Chapter Eleven
“THE HERALDS BUILT TRINITY FROM THEIR OWN DIVINE BODIES, TURNING THEIR SKIN TO METAL SO THAT WE HAD A PLACE TO WALK, THEIR brEATH TO AIR SO THAT WE COULD brEATHE, AND THEIR BLOOD TO WATER AND NAPHTHA SO THAT WE COULD LIVE AND THRIVE.”
—THE DIVINE ORIGINS OF TRINITY, THE ARCHIVAL COUNCIL OF THE HERALDIC MINISTRY
I was born in the middle of the stacked buildings and twisting streets of Covenant, so I’ve never been out on the Copper Plains before, let alone ridden across them.
As dangerous as it is in the city, at least it has shade.
Out on the Plains, the metal ground bakes in the sun, creating a furnace of heat that lingers even in the dead of night.
We slowed our mounts to a walk about an hour ago to conserve a little power and have been plodding along under the open blue-black sky, moving steadily toward Covenant, keeping the distant, pitch-black ribbon of the Elysian Depths square to our backs to make sure we’re going in the right direction.
The dry and dusty wind cuts across us in a way that seems to pull even more moisture from my body, quickly leaving my lips cracked and mouth parched, even after I guzzle down the water Atlas offers me.

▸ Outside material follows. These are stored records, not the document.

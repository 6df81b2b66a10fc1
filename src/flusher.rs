//! Background flush pipeline: drains the append buffer, materializes
//! fixed-size pages, and writes them through the file handle manager.
//!
//! A single-consumer task processes both the periodic tick and any
//! synchronously-submitted flush requests, strictly in the order they are
//! observed, so pages are always written in increasing page-index order
//! with no locking needed around the file cursor during a flush.

use std::io::{Read, Seek, SeekFrom, Write};
use std::sync::Arc;

use tokio::sync::{mpsc, oneshot};
use tokio::task::JoinHandle;

use crate::buffer::AppendBuffer;
use crate::config::SegmentConfig;
use crate::error::{Result, SegmentError};
use crate::file_handle::FileHandleManager;
use crate::host::SegmentHost;
use crate::lsn::Lsn;
use crate::page::{self, MIN_RECORD_SIZE, PAGE_SIZE, RECORDS_OFFSET};

type FlushReply = oneshot::Sender<Result<()>>;

pub struct Flusher {
    tx: parking_lot::Mutex<Option<mpsc::UnboundedSender<FlushReply>>>,
    task: tokio::sync::Mutex<Option<JoinHandle<()>>>,
    shutdown_timeout: std::time::Duration,
}

impl Flusher {
    /// Start the background task. `commit_delay` of zero disables the
    /// periodic tick; only explicit `flush()` calls will drain the buffer.
    pub fn start(
        buffer: Arc<AppendBuffer>,
        file: Arc<FileHandleManager>,
        host: Arc<dyn SegmentHost>,
        config: SegmentConfig,
    ) -> Self {
        let (tx, mut rx) = mpsc::unbounded_channel::<FlushReply>();
        let shutdown_timeout = config.shutdown_timeout;
        let commit_delay = std::time::Duration::from_millis(host.commit_delay_ms());

        let task = tokio::spawn(async move {
            let mut pending_lsn_to_flush: Option<Lsn> = None;
            let mut ticker = (!commit_delay.is_zero()).then(|| tokio::time::interval(commit_delay));

            loop {
                tokio::select! {
                    biased;
                    maybe_req = rx.recv() => {
                        match maybe_req {
                            Some(reply) => {
                                let result = run_flush(&buffer, &file, host.as_ref(), &config, &mut pending_lsn_to_flush).await;
                                let _ = reply.send(result);
                            }
                            None => break,
                        }
                    }
                    _ = async {
                        match ticker.as_mut() {
                            Some(t) => { t.tick().await; }
                            None => std::future::pending::<()>().await,
                        }
                    } => {
                        if let Err(err) = run_flush(&buffer, &file, host.as_ref(), &config, &mut pending_lsn_to_flush).await {
                            tracing::error!(error = %err, "background flush tick failed");
                        }
                    }
                }
            }
        });

        Self {
            tx: parking_lot::Mutex::new(Some(tx)),
            task: tokio::sync::Mutex::new(Some(task)),
            shutdown_timeout,
        }
    }

    /// Submit a flush request and wait for it to complete. Guarantees that
    /// every entry appended before this call returns is durable (to the
    /// segment's `sync_on_page_flush` policy) once this call returns.
    pub async fn flush(&self) -> Result<()> {
        let sender = self.tx.lock().clone();
        let sender = sender.ok_or(SegmentError::Interrupted)?;
        let (reply_tx, reply_rx) = oneshot::channel();
        sender.send(reply_tx).map_err(|_| SegmentError::Interrupted)?;
        reply_rx.await.map_err(|_| SegmentError::Interrupted)?
    }

    /// Shut the background task down, optionally running one last flush
    /// first. Fails with `ShutdownTimeout` if the task does not stop within
    /// the configured bound.
    pub async fn stop(&self, final_flush: bool) -> Result<()> {
        if final_flush {
            // Ignore failure here; we still want to proceed with shutdown.
            let _ = self.flush().await;
        }
        // Drop the last sender so the task's `rx.recv()` observes channel
        // closure and exits its loop.
        self.tx.lock().take();
        let mut guard = self.task.lock().await;
        if let Some(handle) = guard.take() {
            match tokio::time::timeout(self.shutdown_timeout, handle).await {
                Ok(Ok(())) => Ok(()),
                Ok(Err(_)) => Ok(()), // task panicked; nothing more we can do
                Err(_) => Err(SegmentError::ShutdownTimeout),
            }
        } else {
            Ok(())
        }
    }
}

async fn run_flush(
    buffer: &AppendBuffer,
    file: &Arc<FileHandleManager>,
    host: &dyn SegmentHost,
    config: &SegmentConfig,
    pending_lsn_to_flush: &mut Option<Lsn>,
) -> Result<()> {
    if !buffer.take_dirty() {
        return Ok(());
    }
    let entries = buffer.drain();
    if entries.is_empty() {
        return Ok(());
    }

    let first = &entries[0];
    let page_size = PAGE_SIZE as u64;
    let mut cur_page_index = first.write_from / page_size;

    let mut page_buf = page::new_page();
    let file_length = file.with_file(|f| f.metadata().map(|m| m.len()))?;
    if file_length / page_size > cur_page_index {
        file.with_file(|f| {
            f.seek(SeekFrom::Start(cur_page_index * page_size))?;
            f.read_exact(&mut page_buf)
        })?;
    }

    let mut last_to_flush = false;

    for entry in &entries {
        cur_page_index = entry.write_from / page_size;
        let mut pos = (entry.write_from % page_size) as usize;
        let mut written = 0usize;

        while written < entry.payload.len() {
            let free = page_size as usize - pos;
            let chunk_cap = page::calculate_record_size(free as u64) as usize;
            let chunk_len = chunk_cap.min(entry.payload.len() - written);
            let from = written;
            written += chunk_len;
            let is_last = written == entry.payload.len();

            pos = page::write_chunk_header(
                &mut page_buf,
                pos,
                !is_last,
                is_last,
                &entry.payload[from..written],
            );
            last_to_flush = true;

            if PAGE_SIZE - pos < MIN_RECORD_SIZE as usize {
                page::finalize_page(&mut page_buf);
                file.with_file(|f| {
                    f.seek(SeekFrom::Start(cur_page_index * page_size))?;
                    f.write_all(&page_buf)
                })?;
                if let Some(pending) = pending_lsn_to_flush.take() {
                    host.set_written_lsn(pending);
                }
                *pending_lsn_to_flush = Some(entry.lsn);
                last_to_flush = false;
                cur_page_index += 1;
                pos = RECORDS_OFFSET;
                page_buf = page::new_page();
            }
        }
    }

    if last_to_flush {
        page::finalize_page(&mut page_buf);
        file.with_file(|f| {
            f.seek(SeekFrom::Start(cur_page_index * page_size))?;
            f.write_all(&page_buf)
        })?;
    }

    if config.sync_on_page_flush {
        file.with_file(|f| f.sync_all())?;
    }

    let last_lsn = entries.last().expect("checked non-empty above").lsn;
    host.set_flushed_lsn(last_lsn);
    host.set_written_lsn(last_lsn);
    host.check_free_space();

    Ok(())
}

I’d always assumed the Plains would just be an unchanging spread of smooth coppery metal, but it’s more dynamic than that.
The high winds have worn gradients into the color, subtle shifts that are hypnotizing close-up, and the magnastorms have left shallow crater points and dramatic black scars that soak up all the light.
I can’t get over how big the sky looks out here.
How sharp the stars are and how the moons actually have a pale lavender sheen to them, something I’d never noticed before what with all the skyliners cluttering the view.
And Trinity’s song right now—it’s so strong. It’s like the whole Copper Plains are ringing with it, vibrating up through the automaton beneath me. There are more voices, more harmonies blended into it than I’ve ever been able to hear before.
I’m not holding on quite as tightly to Orion now that we’ve slowed down, but I can’t let go of him entirely.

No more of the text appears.